We found that RA-DCs released more total TGF-β1 than moDCs (Fig. 2 and Supplemental Fig. S2A) in all the samples tested with the exception of one donor (out of 8) that had 4 times less TGF-β1 in RA-DCs than moDCs. The donor was excluded from the analysis and the data reported. We measured also the bioactive form of TGF-β1, testing the samples without the chemical activation step required by the assay. The donor with the highest amount of total TGF-β1 had a detectable amount of bioactive TGF-β1 in the supernatant of the RA-DCs (15.3 pg/ml) but none in the moDCs.
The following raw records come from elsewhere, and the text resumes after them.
use clap::Parser;
use dirstore_admin::{init_observability, run, Cli};
use std::io;

fn main() -> anyhow::Result<()> {
    let cli = Cli::parse();
    init_observability(cli.json_logs);

    let stdout = io::stdout();
    let mut out = stdout.lock();
    run(cli, &mut out)
}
All the other RA-DC and moDC samples had no detectable bioactive TGF-β1. Notably, RA-DCs released significantly more CCL2, a Th2 response-inducing factor (37), than control moDCs (Fig. 2 and Supplemental Fig. S2A). RA-DCs released also small amounts of the anti-inflammatory cytokine IL-10, compared to almost undetectable amounts produced by moDCs. In line with their semi-mature phenotype, RA-DCs released also slightly more inflammatory cytokines: IL-6, CXCL8 (IL-8), IL-12 (IL-12p40/p70) and IFNα (Fig. 2 and Supplemental Fig. S2A). RA-DCs consistently produced more IL-2R than moDCs, but this was not significant (p=0.07).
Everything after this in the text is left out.